* _What you should do_:
For each line of the data below that holds "ShoppingCartKey", copy the line.

----

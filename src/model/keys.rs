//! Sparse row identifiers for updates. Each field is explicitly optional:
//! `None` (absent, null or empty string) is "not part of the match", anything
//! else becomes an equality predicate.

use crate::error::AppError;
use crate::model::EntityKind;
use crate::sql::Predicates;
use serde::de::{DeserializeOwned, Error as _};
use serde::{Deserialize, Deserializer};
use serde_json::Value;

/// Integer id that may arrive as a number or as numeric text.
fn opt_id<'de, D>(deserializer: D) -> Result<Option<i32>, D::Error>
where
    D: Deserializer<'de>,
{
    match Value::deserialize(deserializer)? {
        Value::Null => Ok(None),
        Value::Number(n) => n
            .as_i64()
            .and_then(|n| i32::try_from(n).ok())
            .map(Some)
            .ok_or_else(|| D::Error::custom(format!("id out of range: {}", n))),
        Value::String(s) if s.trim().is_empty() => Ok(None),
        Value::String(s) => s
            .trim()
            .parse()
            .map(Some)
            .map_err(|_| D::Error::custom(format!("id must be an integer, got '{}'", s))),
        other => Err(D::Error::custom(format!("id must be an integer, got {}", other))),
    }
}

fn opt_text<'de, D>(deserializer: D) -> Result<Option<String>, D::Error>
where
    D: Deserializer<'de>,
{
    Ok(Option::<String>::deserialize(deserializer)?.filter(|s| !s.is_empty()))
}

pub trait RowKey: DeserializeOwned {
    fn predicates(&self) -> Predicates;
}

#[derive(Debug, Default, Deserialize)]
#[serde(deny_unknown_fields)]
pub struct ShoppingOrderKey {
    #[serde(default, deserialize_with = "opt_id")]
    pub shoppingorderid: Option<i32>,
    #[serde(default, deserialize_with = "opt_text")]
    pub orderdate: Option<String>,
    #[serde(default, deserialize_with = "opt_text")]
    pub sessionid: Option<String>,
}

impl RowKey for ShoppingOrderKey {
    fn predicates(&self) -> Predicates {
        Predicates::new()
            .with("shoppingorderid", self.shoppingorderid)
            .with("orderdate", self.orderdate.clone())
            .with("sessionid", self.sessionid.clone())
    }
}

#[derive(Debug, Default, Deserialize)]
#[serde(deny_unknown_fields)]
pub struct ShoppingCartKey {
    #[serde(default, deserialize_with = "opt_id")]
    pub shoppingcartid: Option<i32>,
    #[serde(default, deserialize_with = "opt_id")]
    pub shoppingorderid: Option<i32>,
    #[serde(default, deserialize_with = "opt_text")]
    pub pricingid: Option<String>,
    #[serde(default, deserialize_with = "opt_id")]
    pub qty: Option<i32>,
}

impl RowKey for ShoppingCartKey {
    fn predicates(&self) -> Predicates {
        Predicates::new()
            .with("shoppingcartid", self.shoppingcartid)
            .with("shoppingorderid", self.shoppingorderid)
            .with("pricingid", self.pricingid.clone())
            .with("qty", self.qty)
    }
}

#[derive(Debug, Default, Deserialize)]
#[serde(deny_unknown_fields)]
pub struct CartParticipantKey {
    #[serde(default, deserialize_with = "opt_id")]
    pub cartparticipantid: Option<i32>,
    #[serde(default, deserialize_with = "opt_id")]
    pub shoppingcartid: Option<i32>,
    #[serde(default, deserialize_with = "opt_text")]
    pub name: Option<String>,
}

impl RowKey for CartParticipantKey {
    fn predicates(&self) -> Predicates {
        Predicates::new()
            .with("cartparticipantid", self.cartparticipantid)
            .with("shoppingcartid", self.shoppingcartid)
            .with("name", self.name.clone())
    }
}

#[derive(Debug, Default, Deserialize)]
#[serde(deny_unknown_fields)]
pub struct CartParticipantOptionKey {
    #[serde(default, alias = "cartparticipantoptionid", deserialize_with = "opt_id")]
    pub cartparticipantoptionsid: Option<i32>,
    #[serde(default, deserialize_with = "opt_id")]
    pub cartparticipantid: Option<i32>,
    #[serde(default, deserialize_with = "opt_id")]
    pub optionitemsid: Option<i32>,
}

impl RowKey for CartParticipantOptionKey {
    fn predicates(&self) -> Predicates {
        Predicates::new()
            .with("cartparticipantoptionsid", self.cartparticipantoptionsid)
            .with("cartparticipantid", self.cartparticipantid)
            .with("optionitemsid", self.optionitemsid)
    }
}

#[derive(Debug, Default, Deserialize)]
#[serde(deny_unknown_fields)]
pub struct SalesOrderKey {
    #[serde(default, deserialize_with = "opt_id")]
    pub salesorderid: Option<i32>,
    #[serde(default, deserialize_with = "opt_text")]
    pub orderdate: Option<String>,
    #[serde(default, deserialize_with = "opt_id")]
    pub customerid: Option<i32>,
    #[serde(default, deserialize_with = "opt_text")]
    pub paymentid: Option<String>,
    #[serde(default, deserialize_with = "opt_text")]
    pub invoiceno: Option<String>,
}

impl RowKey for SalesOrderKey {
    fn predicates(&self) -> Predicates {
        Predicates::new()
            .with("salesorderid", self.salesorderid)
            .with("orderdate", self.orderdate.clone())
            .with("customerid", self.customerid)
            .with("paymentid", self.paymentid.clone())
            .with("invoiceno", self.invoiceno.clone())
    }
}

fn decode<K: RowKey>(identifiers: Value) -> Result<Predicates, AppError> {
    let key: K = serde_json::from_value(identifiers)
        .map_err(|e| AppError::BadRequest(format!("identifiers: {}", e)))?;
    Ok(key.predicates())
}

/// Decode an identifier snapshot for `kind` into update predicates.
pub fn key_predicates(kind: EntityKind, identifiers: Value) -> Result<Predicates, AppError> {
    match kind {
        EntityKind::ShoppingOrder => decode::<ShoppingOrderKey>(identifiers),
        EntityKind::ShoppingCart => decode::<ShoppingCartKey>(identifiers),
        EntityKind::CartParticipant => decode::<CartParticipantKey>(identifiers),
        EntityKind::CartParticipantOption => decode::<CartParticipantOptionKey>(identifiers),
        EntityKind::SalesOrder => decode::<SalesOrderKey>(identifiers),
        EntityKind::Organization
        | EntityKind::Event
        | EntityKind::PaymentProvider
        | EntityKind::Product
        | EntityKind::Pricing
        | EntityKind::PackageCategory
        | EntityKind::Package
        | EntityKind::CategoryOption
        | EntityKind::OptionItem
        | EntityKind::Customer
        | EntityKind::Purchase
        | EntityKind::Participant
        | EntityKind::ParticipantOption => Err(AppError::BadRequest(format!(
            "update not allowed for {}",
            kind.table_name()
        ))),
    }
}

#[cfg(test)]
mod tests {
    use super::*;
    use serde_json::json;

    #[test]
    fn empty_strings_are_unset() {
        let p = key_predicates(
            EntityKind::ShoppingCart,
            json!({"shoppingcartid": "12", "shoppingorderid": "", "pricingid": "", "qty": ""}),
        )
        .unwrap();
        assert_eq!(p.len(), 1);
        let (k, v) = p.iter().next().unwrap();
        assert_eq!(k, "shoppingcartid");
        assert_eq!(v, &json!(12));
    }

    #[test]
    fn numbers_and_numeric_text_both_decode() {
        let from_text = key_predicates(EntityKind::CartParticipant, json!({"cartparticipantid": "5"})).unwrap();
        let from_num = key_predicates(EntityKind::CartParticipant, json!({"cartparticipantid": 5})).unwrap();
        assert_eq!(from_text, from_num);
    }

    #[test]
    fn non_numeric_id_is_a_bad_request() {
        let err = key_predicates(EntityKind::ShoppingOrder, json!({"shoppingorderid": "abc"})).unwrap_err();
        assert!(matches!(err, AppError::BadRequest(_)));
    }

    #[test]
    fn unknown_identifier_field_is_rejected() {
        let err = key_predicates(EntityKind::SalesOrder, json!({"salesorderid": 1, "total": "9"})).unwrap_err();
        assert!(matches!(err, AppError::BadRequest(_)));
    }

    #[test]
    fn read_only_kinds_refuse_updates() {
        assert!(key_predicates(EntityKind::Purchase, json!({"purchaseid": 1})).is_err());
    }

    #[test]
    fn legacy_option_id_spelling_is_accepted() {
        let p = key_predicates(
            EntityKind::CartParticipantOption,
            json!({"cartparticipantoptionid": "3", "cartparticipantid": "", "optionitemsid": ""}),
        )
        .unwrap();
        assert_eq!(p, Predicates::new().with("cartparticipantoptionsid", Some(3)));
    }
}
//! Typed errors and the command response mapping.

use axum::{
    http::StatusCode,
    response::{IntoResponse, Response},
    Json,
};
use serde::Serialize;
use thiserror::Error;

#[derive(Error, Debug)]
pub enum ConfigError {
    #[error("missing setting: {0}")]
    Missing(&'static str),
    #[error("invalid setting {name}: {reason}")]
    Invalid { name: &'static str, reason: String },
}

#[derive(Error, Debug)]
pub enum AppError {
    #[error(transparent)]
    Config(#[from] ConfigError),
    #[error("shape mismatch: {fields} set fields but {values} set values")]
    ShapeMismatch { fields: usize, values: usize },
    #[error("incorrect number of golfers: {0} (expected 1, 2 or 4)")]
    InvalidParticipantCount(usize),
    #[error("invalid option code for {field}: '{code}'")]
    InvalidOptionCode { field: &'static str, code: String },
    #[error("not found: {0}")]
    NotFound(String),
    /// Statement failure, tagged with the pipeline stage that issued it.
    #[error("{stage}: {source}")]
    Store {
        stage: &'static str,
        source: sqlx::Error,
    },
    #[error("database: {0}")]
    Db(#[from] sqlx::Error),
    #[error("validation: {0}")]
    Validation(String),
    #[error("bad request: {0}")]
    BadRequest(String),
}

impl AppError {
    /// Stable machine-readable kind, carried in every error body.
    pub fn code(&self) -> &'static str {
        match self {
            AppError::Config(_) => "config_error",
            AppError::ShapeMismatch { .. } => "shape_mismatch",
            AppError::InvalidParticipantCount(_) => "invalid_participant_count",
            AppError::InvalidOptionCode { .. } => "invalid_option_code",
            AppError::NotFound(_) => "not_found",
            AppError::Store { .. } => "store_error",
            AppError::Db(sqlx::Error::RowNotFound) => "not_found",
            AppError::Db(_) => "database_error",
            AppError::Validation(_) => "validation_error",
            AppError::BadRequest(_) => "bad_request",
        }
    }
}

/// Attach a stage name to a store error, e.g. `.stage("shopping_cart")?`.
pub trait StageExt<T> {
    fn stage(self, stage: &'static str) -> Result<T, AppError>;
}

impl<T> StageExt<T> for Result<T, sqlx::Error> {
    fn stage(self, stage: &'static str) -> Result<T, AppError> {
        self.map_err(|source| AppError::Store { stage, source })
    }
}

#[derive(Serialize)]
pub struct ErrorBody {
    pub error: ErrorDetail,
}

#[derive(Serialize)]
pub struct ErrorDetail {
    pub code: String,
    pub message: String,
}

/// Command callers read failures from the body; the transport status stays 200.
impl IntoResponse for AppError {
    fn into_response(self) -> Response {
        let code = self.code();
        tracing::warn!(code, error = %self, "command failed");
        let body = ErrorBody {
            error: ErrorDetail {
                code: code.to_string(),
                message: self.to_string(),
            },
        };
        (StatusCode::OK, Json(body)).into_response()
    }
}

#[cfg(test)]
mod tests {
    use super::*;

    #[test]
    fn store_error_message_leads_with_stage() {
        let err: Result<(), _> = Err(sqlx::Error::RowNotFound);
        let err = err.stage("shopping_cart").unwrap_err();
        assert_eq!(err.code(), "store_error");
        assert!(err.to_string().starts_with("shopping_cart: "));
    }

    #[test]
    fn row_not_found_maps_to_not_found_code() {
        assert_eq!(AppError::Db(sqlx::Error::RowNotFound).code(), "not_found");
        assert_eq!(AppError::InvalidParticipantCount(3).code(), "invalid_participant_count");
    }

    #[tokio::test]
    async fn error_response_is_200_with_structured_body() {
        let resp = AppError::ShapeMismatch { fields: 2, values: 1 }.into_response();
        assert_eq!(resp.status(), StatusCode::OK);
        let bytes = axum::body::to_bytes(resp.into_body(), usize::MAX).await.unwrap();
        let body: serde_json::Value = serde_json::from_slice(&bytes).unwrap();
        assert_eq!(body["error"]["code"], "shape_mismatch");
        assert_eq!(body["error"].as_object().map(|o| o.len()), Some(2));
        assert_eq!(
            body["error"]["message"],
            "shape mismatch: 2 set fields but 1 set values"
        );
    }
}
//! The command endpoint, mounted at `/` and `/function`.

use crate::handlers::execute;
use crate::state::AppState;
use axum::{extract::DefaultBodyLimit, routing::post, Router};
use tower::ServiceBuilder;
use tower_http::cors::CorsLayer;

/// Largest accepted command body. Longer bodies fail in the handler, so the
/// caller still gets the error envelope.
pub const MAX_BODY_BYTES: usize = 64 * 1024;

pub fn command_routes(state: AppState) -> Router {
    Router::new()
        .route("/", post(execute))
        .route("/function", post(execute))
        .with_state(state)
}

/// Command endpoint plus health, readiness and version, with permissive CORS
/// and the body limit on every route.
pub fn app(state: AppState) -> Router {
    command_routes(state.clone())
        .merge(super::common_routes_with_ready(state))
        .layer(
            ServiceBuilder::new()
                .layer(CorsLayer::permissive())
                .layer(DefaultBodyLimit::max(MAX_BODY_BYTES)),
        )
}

----

* _Task solution_:
pub struct ShoppingCartKey {
impl RowKey for ShoppingCartKey {
        EntityKind::ShoppingCart => decode::<ShoppingCartKey>(identifiers),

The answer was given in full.